Dass jemand darauf bestand, die Kontrolle über sich zu behalten, wäre Grund für eine ausführliche Befragung. Nur La Lune und dem engsten Kreis stand es zu, Kontrolle auszuüben. Sie taten das zum Wohl der Kinder des Mondes und die hatten sich vertrauensvoll ihrer Kontrolle zu unterwerfen.
Jana erschrak über ihre Gedanken. Sie hatte diese Dinge nie in Frage gestellt, hatte alles hingenommen, sich wohl gefühlt in dem Bewusstsein, dass sie von La Lune und dem engsten Kreis, den Kinderfrauen und später den Lehrerinnen beschützt wurde.
Maras Verbannung ins Strafhaus, Timons sonderbare Wandlung und das Zusammentreffen mit Marlon hatten ihre Gewissheiten ins Wanken gebracht. Sie konnte das Wort
Schutz
nicht mehr denken, ohne dass im Hintergrund das Wort
Kontrolle
auftauchte.
Sie schob ihre Gedanken weg. Es war Zeit, sich eine andere Methode für Sonja auszudenken, eine, bei der sie sich sicher fühlen konnte.

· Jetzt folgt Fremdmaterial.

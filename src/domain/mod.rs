// Domain layer: records and ports (interfaces). No storage or I/O here.

pub mod model;
pub mod ports;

»Versuchen wir es mit Assoziation«, sagte sie. »Ich nenne dir einen Begriff und du schreibst auf, was dir dazu einfällt. Einverstanden?«
Sonja nickte.
»Ferien«, sagte Jana.
Sonja überlegte, dann schrieb sie.
Sonne. Wärme. Zeit haben. Ausruhen. Keine Schule. Andere Arbeiten. Sommer. Vorbei.
»Und jetzt«, sagte Jana, »überlegen wir, wie wir aus diesen Eckpfeilern einen Text zaubern können.«
»Jana?«
»Ja?«
»Danke.«
La Lune saß am Kopfende des langen Tisches, die Mitglieder des engsten Kreises hatten sich auf den Stühlen niedergelassen, die an den Längsseiten aufgestellt waren. Elsbeth und Karen hatten Mara in den Raum geführt und waren still wieder hinausgegangen.

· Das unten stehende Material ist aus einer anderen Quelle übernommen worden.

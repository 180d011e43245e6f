use crate::domain::model::{Evaluation, SortOrder, User};
use crate::domain::ports::{EvaluationRepository, UserRepository};
use crate::utils::error::{Result, VessError};
use async_trait::async_trait;
use serde::{Deserialize, Serialize};
use std::path::Path;
use tokio::sync::RwLock;

#[derive(Debug, Clone, Default, Serialize, Deserialize)]
pub struct StoreSnapshot {
    pub users: Vec<User>,
    pub evaluations: Vec<Evaluation>,
}

/// Process-local store. Each evaluation is written with its samples and
/// layers under a single write lock, so readers never see a partial record.
#[derive(Debug, Default)]
pub struct InMemoryStore {
    state: RwLock<StoreSnapshot>,
}

impl InMemoryStore {
    pub fn new() -> Self {
        Self::default()
    }

    pub fn from_snapshot(snapshot: StoreSnapshot) -> Self {
        Self {
            state: RwLock::new(snapshot),
        }
    }

    pub async fn snapshot(&self) -> StoreSnapshot {
        self.state.read().await.clone()
    }

    pub async fn save_to_file<P: AsRef<Path>>(&self, path: P) -> Result<()> {
        let snapshot = self.snapshot().await;
        let json = serde_json::to_vec_pretty(&snapshot)?;

        if let Some(parent) = path.as_ref().parent() {
            if !parent.as_os_str().is_empty() {
                tokio::fs::create_dir_all(parent).await?;
            }
        }
        tokio::fs::write(path.as_ref(), json).await?;

        tracing::debug!(
            "Saved snapshot with {} users and {} evaluations to {}",
            snapshot.users.len(),
            snapshot.evaluations.len(),
            path.as_ref().display()
        );
        Ok(())
    }

    pub async fn load_from_file<P: AsRef<Path>>(path: P) -> Result<Self> {
        let bytes = tokio::fs::read(path.as_ref()).await?;
        let snapshot: StoreSnapshot = serde_json::from_slice(&bytes)?;
        tracing::debug!(
            "Loaded snapshot with {} users and {} evaluations",
            snapshot.users.len(),
            snapshot.evaluations.len()
        );
        Ok(Self::from_snapshot(snapshot))
    }
}

fn sort_by_creation(evaluations: &mut [(usize, Evaluation)], order: SortOrder) {
    evaluations.sort_by(|(ia, a), (ib, b)| {
        let asc = a.created_at.cmp(&b.created_at).then(ia.cmp(ib));
        match order {
            SortOrder::Asc => asc,
            SortOrder::Desc => asc.reverse(),
        }
    });
}

#[async_trait]
impl UserRepository for InMemoryStore {
    async fn insert_user(&self, user: User) -> Result<User> {
        let mut state = self.state.write().await;
        if state.users.iter().any(|u| u.email == user.email) {
            return Err(VessError::conflict("Email já está em uso"));
        }
        state.users.push(user.clone());
        Ok(user)
    }

    async fn find_user(&self, id: &str) -> Result<Option<User>> {
        let state = self.state.read().await;
        Ok(state.users.iter().find(|u| u.id == id).cloned())
    }

    async fn find_user_by_email(&self, email: &str) -> Result<Option<User>> {
        let state = self.state.read().await;
        Ok(state.users.iter().find(|u| u.email == email).cloned())
    }

    async fn update_user(&self, user: User) -> Result<User> {
        let mut state = self.state.write().await;
        let existing = state
            .users
            .iter_mut()
            .find(|u| u.id == user.id)
            .ok_or_else(|| VessError::not_found("User", &user.id))?;
        *existing = user.clone();
        Ok(user)
    }

    async fn delete_user(&self, id: &str) -> Result<bool> {
        let mut state = self.state.write().await;
        let before = state.users.len();
        state.users.retain(|u| u.id != id);
        Ok(state.users.len() != before)
    }
}

#[async_trait]
impl EvaluationRepository for InMemoryStore {
    async fn insert_evaluation(&self, evaluation: Evaluation) -> Result<Evaluation> {
        let mut state = self.state.write().await;
        if state.evaluations.iter().any(|e| e.id == evaluation.id) {
            return Err(VessError::conflict("Dados já existem no sistema"));
        }
        state.evaluations.push(evaluation.clone());
        Ok(evaluation)
    }

    async fn find_evaluation(&self, user_id: &str, id: &str) -> Result<Option<Evaluation>> {
        let state = self.state.read().await;
        Ok(state
            .evaluations
            .iter()
            .find(|e| e.id == id && e.user_id == user_id)
            .cloned())
    }

    async fn list_evaluations(
        &self,
        user_id: &str,
        skip: usize,
        take: usize,
        order: SortOrder,
    ) -> Result<Vec<Evaluation>> {
        let state = self.state.read().await;
        let mut owned: Vec<(usize, Evaluation)> = state
            .evaluations
            .iter()
            .filter(|e| e.user_id == user_id)
            .cloned()
            .enumerate()
            .collect();
        sort_by_creation(&mut owned, order);

        Ok(owned.into_iter().skip(skip).take(take).map(|(_, e)| e).collect())
    }

    async fn count_evaluations(&self, user_id: &str) -> Result<usize> {
        let state = self.state.read().await;
        Ok(state.evaluations.iter().filter(|e| e.user_id == user_id).count())
    }

    async fn all_evaluations(&self, user_id: &str) -> Result<Vec<Evaluation>> {
        let state = self.state.read().await;
        Ok(state
            .evaluations
            .iter()
            .filter(|e| e.user_id == user_id)
            .cloned()
            .collect())
    }

    async fn update_evaluation(&self, evaluation: Evaluation) -> Result<Evaluation> {
        let mut state = self.state.write().await;
        let existing = state
            .evaluations
            .iter_mut()
            .find(|e| e.id == evaluation.id && e.user_id == evaluation.user_id)
            .ok_or_else(|| VessError::not_found("Evaluation", &evaluation.id))?;
        *existing = evaluation.clone();
        Ok(evaluation)
    }

    async fn delete_evaluation(&self, user_id: &str, id: &str) -> Result<bool> {
        let mut state = self.state.write().await;
        let before = state.evaluations.len();
        state
            .evaluations
            .retain(|e| !(e.id == id && e.user_id == user_id));
        Ok(state.evaluations.len() != before)
    }

    async fn delete_for_user(&self, user_id: &str) -> Result<usize> {
        let mut state = self.state.write().await;
        let before = state.evaluations.len();
        state.evaluations.retain(|e| e.user_id != user_id);
        Ok(before - state.evaluations.len())
    }
}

In der Frühe hatten sie von ihr verlangt, das Gewand anzuziehen. Die übrige Kleidung wollten sie in Maras Zimmer schaffen lassen.
Das Gewand. Mara hatte es angesehen und plötzlich war es ihr zuwider gewesen. Sie hatten ihr verwehrt, es im Strafhaus zu tragen, als wäre es heilig und Mara könne es entweihen. Und nun bestanden sie darauf, dass sie es anzog?

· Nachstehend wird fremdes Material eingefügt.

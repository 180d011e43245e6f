use qe_vess::core::seed::{demo_evaluation, seed_demo, DEMO_EMAIL};
use qe_vess::domain::model::{CreateUserData, UpdateUserData};
use qe_vess::{AppConfig, EvaluationService, InMemoryStore, UserService, VessError};
use std::sync::Arc;

fn services(
    config: &AppConfig,
) -> (
    UserService<InMemoryStore, InMemoryStore>,
    EvaluationService<InMemoryStore, InMemoryStore>,
) {
    let store = Arc::new(InMemoryStore::new());
    (
        UserService::new(store.clone(), store.clone(), config),
        EvaluationService::new(store.clone(), store, config),
    )
}

fn new_user(email: &str) -> CreateUserData {
    CreateUserData {
        email: email.to_string(),
        name: "Carla".to_string(),
        password: "123456".to_string(),
        address: None,
        country: None,
        city_state: None,
        language: None,
    }
}

#[tokio::test]
async fn test_register_applies_configured_defaults() {
    let mut config = AppConfig::default();
    config.defaults.country = "Uruguai".to_string();
    let (users, _) = services(&config);

    let user = users.register(new_user("carla@vess.com")).await.unwrap();
    assert_eq!(user.country, "Uruguai");
    assert_eq!(user.language, "Português (Brasil)");

    let profile = users.profile(&user.id).await.unwrap();
    assert_eq!(profile, user);
}

#[tokio::test]
async fn test_register_duplicate_email_conflicts() {
    let (users, _) = services(&AppConfig::default());
    users.register(new_user("carla@vess.com")).await.unwrap();

    let err = users.register(new_user("carla@vess.com")).await.unwrap_err();
    assert!(matches!(err, VessError::Conflict { .. }));
    assert_eq!(err.status_code(), 409);
}

#[tokio::test]
async fn test_register_validates_payload() {
    let (users, _) = services(&AppConfig::default());
    let err = users
        .register(CreateUserData {
            password: "123".to_string(),
            ..new_user("nope")
        })
        .await
        .unwrap_err();

    match err {
        VessError::Validation(report) => {
            assert!(report.has_field("email"));
            assert!(report.has_field("password"));
        }
        other => panic!("expected validation error, got {:?}", other),
    }
}

#[tokio::test]
async fn test_update_profile() {
    let (users, _) = services(&AppConfig::default());
    let user = users.register(new_user("carla@vess.com")).await.unwrap();

    let updated = users
        .update_profile(
            &user.id,
            UpdateUserData {
                city_state: Some("Pato Branco - PR".to_string()),
                ..Default::default()
            },
        )
        .await
        .unwrap();
    assert_eq!(updated.city_state.as_deref(), Some("Pato Branco - PR"));
    assert_eq!(updated.name, "Carla");
    assert!(updated.updated_at >= user.updated_at);

    assert!(users
        .update_profile("ghost", UpdateUserData::default())
        .await
        .is_err());
}

#[tokio::test]
async fn test_delete_user_cascades_to_evaluations() {
    let (users, evaluations) = services(&AppConfig::default());
    let user = users.register(new_user("carla@vess.com")).await.unwrap();
    let created = evaluations.create(&user.id, demo_evaluation()).await.unwrap();

    users.delete(&user.id).await.unwrap();

    assert!(users.profile(&user.id).await.is_err());
    assert!(evaluations
        .get(&user.id, &created.evaluation.id)
        .await
        .is_err());
    assert_eq!(evaluations.stats(&user.id).await.unwrap().total_evaluations, 0);
    assert!(users.delete(&user.id).await.is_err());
}

#[tokio::test]
async fn test_delete_user_clears_a_separate_evaluation_store() {
    use qe_vess::domain::ports::EvaluationRepository;

    let config = AppConfig::default();
    let user_store = Arc::new(InMemoryStore::new());
    let evaluation_store = Arc::new(InMemoryStore::new());
    let users = UserService::new(user_store.clone(), evaluation_store.clone(), &config);
    let evaluations = EvaluationService::new(evaluation_store.clone(), user_store.clone(), &config);

    let user = users.register(new_user("carla@vess.com")).await.unwrap();
    evaluations.create(&user.id, demo_evaluation()).await.unwrap();
    evaluations.create(&user.id, demo_evaluation()).await.unwrap();
    assert_eq!(evaluation_store.count_evaluations(&user.id).await.unwrap(), 2);

    users.delete(&user.id).await.unwrap();

    assert_eq!(evaluation_store.count_evaluations(&user.id).await.unwrap(), 0);
    assert!(user_store.snapshot().await.users.is_empty());
    assert!(users.delete(&user.id).await.is_err());
}

#[tokio::test]
async fn test_user_stats() {
    let (users, evaluations) = services(&AppConfig::default());
    let user = users.register(new_user("carla@vess.com")).await.unwrap();

    let empty = users.stats(&user.id).await.unwrap();
    assert_eq!(empty.total_evaluations, 0);
    assert!(empty.last_evaluation.is_none());
    assert_eq!(empty.member_since, user.created_at);

    evaluations.create(&user.id, demo_evaluation()).await.unwrap();
    let latest = evaluations.create(&user.id, demo_evaluation()).await.unwrap();

    let stats = users.stats(&user.id).await.unwrap();
    assert_eq!(stats.total_evaluations, 2);
    assert_eq!(stats.total_samples, 4);
    assert_eq!(stats.evaluations_this_month, 2);
    let last = stats.last_evaluation.unwrap();
    assert_eq!(last.id, latest.evaluation.id);
    assert_eq!(last.average_score, 3.2);
}

#[tokio::test]
async fn test_seed_demo_computes_scores() {
    let (users, evaluations) = services(&AppConfig::default());

    let (user, seeded) = seed_demo(&users, &evaluations).await.unwrap();
    assert_eq!(user.email, DEMO_EMAIL);
    assert_eq!(user.city_state.as_deref(), Some("Pato Branco - PR"));

    let scores: Vec<f64> = seeded
        .evaluation
        .samples
        .iter()
        .map(|s| s.sample_score)
        .collect();
    assert_eq!(scores, vec![3.1, 3.3]);
    assert_eq!(seeded.evaluation.average_score, 3.2);

    // a second seed reuses the demo account
    let (again, _) = seed_demo(&users, &evaluations).await.unwrap();
    assert_eq!(again.id, user.id);
    assert_eq!(evaluations.stats(&user.id).await.unwrap().total_evaluations, 2);
}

Aber dann hatte sie sich doch nicht dagegen gewehrt. Wenn das Gewand der Schlüssel nach draußen war, wollte sie nicht so dumm sein, es sich mit Elsbeth und Karen zu verscherzen.
Der kurze Gang hierher, die frische Luft, die Sonne und das Gezwitscher der Vögel hatten die Lethargie der vergangenen Tage von Mara abfallen lassen. Sie hatte den Wind auf dem Gesicht und im Haar gespürt und sich wieder ein bisschen lebendiger gefühlt. Als wäre sie lange krank gewesen und nun auf dem Weg, wieder gesund zu werden.
Fünf Frauen und fünf Männer, das war der engste Kreis. Mara hatte bisher nicht viel mit ihnen zu tun gehabt. Sie wünschte, das wäre so geblieben.